Material provided Start Marker
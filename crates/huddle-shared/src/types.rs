use serde::{Deserialize, Serialize};
use uuid::Uuid;

use crate::constants::MASTER_CONVERSATION_ID;

// User identity = opaque id issued by the identity provider
#[derive(Debug, Clone, Serialize, Deserialize, PartialEq, Eq, Hash, PartialOrd, Ord)]
#[serde(transparent)]
pub struct UserId(pub String);

impl UserId {
    pub fn new(id: impl Into<String>) -> Self {
        Self(id.into())
    }

    pub fn as_str(&self) -> &str {
        &self.0
    }
}

impl std::fmt::Display for UserId {
    fn fmt(&self, f: &mut std::fmt::Formatter<'_>) -> std::fmt::Result {
        f.write_str(&self.0)
    }
}

impl From<&str> for UserId {
    fn from(s: &str) -> Self {
        Self(s.to_string())
    }
}

#[derive(Debug, Clone, Serialize, Deserialize, PartialEq, Eq, Hash, PartialOrd, Ord)]
#[serde(transparent)]
pub struct ConversationId(pub String);

impl ConversationId {
    /// Fresh random id for a user-created conversation.
    pub fn generate() -> Self {
        Self(Uuid::new_v4().to_string())
    }

    pub fn master() -> Self {
        Self(MASTER_CONVERSATION_ID.to_string())
    }

    pub fn is_master(&self) -> bool {
        self.0 == MASTER_CONVERSATION_ID
    }

    pub fn as_str(&self) -> &str {
        &self.0
    }
}

impl std::fmt::Display for ConversationId {
    fn fmt(&self, f: &mut std::fmt::Formatter<'_>) -> std::fmt::Result {
        f.write_str(&self.0)
    }
}

impl From<&str> for ConversationId {
    fn from(s: &str) -> Self {
        Self(s.to_string())
    }
}

#[derive(Debug, Clone, Copy, Serialize, Deserialize, PartialEq, Eq, Hash)]
#[serde(transparent)]
pub struct EventId(pub Uuid);

impl EventId {
    pub fn new() -> Self {
        Self(Uuid::new_v4())
    }
}

impl Default for EventId {
    fn default() -> Self {
        Self::new()
    }
}

impl std::fmt::Display for EventId {
    fn fmt(&self, f: &mut std::fmt::Formatter<'_>) -> std::fmt::Result {
        write!(f, "{}", self.0)
    }
}

/// Process-local id of one live transport session.
#[derive(Debug, Clone, Copy, Serialize, Deserialize, PartialEq, Eq, Hash)]
pub struct ConnectionId(pub Uuid);

impl ConnectionId {
    pub fn new() -> Self {
        Self(Uuid::new_v4())
    }
}

impl Default for ConnectionId {
    fn default() -> Self {
        Self::new()
    }
}

impl std::fmt::Display for ConnectionId {
    fn fmt(&self, f: &mut std::fmt::Formatter<'_>) -> std::fmt::Result {
        write!(f, "{}", self.0)
    }
}

/// Kind of an entry in a conversation's event ledger.
#[derive(Debug, Clone, Copy, PartialEq, Eq, Hash, Serialize, Deserialize)]
#[serde(rename_all = "UPPERCASE")]
pub enum EventKind {
    Join,
    Leave,
    Message,
}

impl EventKind {
    pub fn as_str(&self) -> &'static str {
        match self {
            Self::Join => "JOIN",
            Self::Leave => "LEAVE",
            Self::Message => "MESSAGE",
        }
    }

    pub fn parse(s: &str) -> Option<Self> {
        match s {
            "JOIN" => Some(Self::Join),
            "LEAVE" => Some(Self::Leave),
            "MESSAGE" => Some(Self::Message),
            _ => None,
        }
    }
}

#[cfg(test)]
mod tests {
    use super::*;

    #[test]
    fn test_master_conversation_id() {
        assert!(ConversationId::master().is_master());
        assert!(!ConversationId::generate().is_master());
    }

    #[test]
    fn test_event_kind_strings() {
        for kind in [EventKind::Join, EventKind::Leave, EventKind::Message] {
            assert_eq!(EventKind::parse(kind.as_str()), Some(kind));
        }
        assert_eq!(EventKind::parse("EDIT"), None);
    }

    #[test]
    fn test_ids_serialize_as_plain_strings() {
        let json = serde_json::to_string(&UserId::from("alice")).unwrap();
        assert_eq!(json, "\"alice\"");
    }
}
Material provided End Marker
Filter the entries down to the lines holding the string "Uuid". Copy each of those lines.

use uuid::Uuid;
        Self(Uuid::new_v4().to_string())
pub struct EventId(pub Uuid);
        Self(Uuid::new_v4())
pub struct ConnectionId(pub Uuid);
        Self(Uuid::new_v4())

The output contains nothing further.